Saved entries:
***

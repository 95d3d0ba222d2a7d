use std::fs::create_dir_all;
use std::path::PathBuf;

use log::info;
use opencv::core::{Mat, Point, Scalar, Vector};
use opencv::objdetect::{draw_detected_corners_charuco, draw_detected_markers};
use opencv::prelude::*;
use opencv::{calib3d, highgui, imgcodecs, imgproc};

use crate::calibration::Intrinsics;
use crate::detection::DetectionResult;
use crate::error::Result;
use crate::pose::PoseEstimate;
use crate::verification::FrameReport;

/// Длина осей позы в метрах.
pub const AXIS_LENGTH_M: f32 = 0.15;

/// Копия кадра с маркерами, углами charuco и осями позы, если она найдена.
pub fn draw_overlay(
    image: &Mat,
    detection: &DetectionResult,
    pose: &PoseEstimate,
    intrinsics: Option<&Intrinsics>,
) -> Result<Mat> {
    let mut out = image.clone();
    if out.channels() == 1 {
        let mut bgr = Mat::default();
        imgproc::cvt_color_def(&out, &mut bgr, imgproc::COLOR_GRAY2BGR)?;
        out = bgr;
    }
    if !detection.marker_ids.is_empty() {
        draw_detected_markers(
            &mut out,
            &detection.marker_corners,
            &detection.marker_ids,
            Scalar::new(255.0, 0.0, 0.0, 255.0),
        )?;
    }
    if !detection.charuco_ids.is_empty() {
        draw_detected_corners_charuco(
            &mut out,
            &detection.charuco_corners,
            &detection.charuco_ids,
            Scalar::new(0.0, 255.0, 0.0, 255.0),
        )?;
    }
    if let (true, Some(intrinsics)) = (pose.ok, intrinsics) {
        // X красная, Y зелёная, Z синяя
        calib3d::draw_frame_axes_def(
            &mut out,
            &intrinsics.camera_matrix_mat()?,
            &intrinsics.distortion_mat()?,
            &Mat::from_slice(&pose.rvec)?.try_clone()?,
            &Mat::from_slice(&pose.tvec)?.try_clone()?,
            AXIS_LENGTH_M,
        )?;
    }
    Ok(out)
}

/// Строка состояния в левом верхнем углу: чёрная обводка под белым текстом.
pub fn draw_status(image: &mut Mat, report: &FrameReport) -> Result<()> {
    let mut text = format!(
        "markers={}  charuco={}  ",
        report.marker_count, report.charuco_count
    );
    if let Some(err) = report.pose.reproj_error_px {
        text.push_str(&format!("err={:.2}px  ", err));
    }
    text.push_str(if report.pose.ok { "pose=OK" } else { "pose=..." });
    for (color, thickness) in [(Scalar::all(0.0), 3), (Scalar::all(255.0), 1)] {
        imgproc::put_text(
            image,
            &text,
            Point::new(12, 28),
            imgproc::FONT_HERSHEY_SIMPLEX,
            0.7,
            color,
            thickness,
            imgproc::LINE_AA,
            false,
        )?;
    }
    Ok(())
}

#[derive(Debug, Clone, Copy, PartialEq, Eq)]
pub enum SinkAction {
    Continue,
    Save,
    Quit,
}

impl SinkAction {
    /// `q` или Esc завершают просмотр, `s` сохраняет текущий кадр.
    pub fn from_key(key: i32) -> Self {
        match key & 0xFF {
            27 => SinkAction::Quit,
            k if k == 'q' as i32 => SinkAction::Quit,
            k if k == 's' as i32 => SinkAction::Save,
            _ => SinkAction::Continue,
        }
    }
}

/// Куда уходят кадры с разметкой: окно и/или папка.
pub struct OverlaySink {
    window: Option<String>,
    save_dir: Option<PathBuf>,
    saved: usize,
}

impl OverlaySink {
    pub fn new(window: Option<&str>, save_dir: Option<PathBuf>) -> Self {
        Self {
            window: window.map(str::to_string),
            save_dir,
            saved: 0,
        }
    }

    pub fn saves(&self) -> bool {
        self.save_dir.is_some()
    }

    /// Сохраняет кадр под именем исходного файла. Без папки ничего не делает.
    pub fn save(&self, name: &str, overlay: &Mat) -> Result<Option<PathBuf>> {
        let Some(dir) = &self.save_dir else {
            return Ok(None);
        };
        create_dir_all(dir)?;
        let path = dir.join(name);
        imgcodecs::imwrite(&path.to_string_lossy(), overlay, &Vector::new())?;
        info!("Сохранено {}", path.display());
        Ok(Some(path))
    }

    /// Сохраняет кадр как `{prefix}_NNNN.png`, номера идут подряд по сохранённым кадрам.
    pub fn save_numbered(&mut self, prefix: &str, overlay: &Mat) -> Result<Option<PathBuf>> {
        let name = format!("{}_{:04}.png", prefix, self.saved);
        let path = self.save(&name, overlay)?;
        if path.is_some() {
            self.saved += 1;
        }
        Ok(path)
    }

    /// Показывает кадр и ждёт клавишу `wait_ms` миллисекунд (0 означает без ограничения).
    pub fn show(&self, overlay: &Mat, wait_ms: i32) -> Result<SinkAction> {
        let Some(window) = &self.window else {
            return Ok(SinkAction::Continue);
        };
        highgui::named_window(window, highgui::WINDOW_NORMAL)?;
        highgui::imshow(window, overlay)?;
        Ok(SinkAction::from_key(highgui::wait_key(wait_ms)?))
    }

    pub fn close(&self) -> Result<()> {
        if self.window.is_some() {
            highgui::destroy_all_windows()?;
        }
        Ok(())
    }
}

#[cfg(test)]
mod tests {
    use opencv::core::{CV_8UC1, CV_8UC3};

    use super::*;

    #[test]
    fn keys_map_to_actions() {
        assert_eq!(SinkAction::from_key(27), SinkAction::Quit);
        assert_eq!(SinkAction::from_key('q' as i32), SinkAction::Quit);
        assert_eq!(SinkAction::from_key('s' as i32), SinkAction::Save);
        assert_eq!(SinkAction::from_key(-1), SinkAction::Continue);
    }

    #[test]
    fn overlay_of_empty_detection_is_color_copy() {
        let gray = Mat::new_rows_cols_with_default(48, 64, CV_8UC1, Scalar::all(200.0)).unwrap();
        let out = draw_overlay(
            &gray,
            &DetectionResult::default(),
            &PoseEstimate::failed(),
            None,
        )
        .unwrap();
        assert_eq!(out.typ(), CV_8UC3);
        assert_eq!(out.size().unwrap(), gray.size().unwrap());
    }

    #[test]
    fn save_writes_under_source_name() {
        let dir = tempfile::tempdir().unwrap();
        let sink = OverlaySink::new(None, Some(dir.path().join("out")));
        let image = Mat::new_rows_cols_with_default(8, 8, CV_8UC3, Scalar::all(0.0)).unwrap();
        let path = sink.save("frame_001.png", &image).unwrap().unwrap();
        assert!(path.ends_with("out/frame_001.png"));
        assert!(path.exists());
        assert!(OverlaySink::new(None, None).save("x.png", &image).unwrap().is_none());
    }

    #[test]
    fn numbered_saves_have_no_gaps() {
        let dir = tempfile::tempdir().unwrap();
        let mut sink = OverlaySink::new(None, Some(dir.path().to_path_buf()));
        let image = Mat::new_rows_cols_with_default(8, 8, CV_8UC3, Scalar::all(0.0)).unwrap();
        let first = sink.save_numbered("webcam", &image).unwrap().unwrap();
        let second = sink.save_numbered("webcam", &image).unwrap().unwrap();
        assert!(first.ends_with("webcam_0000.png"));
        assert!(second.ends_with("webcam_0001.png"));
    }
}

***

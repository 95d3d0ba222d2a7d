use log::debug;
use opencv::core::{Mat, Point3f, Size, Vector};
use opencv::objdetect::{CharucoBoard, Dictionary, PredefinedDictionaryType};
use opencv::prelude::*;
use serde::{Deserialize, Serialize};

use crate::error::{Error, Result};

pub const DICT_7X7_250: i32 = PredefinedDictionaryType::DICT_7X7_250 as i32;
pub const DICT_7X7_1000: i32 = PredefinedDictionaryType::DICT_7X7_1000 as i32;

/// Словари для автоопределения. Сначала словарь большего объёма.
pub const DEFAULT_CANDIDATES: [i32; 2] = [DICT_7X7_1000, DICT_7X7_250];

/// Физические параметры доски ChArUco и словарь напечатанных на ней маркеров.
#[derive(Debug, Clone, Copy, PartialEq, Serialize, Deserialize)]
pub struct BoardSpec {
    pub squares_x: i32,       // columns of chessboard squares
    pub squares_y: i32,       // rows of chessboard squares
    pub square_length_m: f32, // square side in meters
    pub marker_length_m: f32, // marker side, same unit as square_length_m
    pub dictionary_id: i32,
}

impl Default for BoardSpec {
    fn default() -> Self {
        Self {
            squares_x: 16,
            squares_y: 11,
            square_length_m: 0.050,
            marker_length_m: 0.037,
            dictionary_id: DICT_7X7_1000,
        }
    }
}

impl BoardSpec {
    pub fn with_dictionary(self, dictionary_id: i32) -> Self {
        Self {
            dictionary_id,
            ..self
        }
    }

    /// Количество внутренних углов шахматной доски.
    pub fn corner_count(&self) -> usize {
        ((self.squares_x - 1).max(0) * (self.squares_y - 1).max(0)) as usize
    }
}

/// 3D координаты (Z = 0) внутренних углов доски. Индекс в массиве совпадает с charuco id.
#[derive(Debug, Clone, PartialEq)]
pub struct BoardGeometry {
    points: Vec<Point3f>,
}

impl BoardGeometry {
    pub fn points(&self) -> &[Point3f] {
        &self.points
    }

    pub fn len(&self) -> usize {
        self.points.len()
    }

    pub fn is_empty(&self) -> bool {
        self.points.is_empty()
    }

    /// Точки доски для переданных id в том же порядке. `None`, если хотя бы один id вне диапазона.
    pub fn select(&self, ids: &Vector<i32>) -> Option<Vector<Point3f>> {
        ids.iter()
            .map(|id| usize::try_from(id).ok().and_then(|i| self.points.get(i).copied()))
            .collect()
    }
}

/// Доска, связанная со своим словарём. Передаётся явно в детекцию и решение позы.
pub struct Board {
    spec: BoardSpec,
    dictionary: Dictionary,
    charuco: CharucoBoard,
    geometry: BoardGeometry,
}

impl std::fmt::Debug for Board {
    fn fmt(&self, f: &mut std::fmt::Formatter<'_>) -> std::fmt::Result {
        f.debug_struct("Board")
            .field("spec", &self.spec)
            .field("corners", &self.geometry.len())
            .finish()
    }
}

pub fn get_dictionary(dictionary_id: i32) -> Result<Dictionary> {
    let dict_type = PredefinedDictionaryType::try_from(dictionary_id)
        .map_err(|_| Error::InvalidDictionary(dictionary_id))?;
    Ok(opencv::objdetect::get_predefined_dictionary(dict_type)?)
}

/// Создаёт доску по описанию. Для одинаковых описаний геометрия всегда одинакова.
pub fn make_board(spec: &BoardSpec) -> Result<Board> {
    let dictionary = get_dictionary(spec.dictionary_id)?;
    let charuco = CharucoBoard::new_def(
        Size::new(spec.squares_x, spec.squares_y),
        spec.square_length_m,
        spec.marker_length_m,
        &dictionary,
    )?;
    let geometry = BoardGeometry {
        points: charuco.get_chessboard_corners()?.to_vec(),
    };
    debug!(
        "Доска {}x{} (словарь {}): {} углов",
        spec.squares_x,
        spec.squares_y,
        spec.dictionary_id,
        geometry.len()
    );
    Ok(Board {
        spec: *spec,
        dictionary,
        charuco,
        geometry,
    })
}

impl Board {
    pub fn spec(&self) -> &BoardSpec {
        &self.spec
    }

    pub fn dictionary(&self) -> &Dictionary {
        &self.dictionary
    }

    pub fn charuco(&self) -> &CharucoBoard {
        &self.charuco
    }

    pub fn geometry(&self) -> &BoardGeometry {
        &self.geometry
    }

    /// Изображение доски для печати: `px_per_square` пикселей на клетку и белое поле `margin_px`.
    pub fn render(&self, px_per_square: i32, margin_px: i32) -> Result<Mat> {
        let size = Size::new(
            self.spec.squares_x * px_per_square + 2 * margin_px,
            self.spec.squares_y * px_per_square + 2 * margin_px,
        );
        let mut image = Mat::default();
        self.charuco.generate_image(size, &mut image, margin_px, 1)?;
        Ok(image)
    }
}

***

In the entries above, find the line holding "highgui::destroy_all_windows()?;" and the line holding "assert!(path.exists());"; print both of them and every line between, exactly, and nothing else.

Written answer:
            highgui::destroy_all_windows()?;
        }
        Ok(())
    }
}

#[cfg(test)]
mod tests {
    use opencv::core::{CV_8UC1, CV_8UC3};

    use super::*;

    #[test]
    fn keys_map_to_actions() {
        assert_eq!(SinkAction::from_key(27), SinkAction::Quit);
        assert_eq!(SinkAction::from_key('q' as i32), SinkAction::Quit);
        assert_eq!(SinkAction::from_key('s' as i32), SinkAction::Save);
        assert_eq!(SinkAction::from_key(-1), SinkAction::Continue);
    }

    #[test]
    fn overlay_of_empty_detection_is_color_copy() {
        let gray = Mat::new_rows_cols_with_default(48, 64, CV_8UC1, Scalar::all(200.0)).unwrap();
        let out = draw_overlay(
            &gray,
            &DetectionResult::default(),
            &PoseEstimate::failed(),
            None,
        )
        .unwrap();
        assert_eq!(out.typ(), CV_8UC3);
        assert_eq!(out.size().unwrap(), gray.size().unwrap());
    }

    #[test]
    fn save_writes_under_source_name() {
        let dir = tempfile::tempdir().unwrap();
        let sink = OverlaySink::new(None, Some(dir.path().join("out")));
        let image = Mat::new_rows_cols_with_default(8, 8, CV_8UC3, Scalar::all(0.0)).unwrap();
        let path = sink.save("frame_001.png", &image).unwrap().unwrap();
        assert!(path.ends_with("out/frame_001.png"));
        assert!(path.exists());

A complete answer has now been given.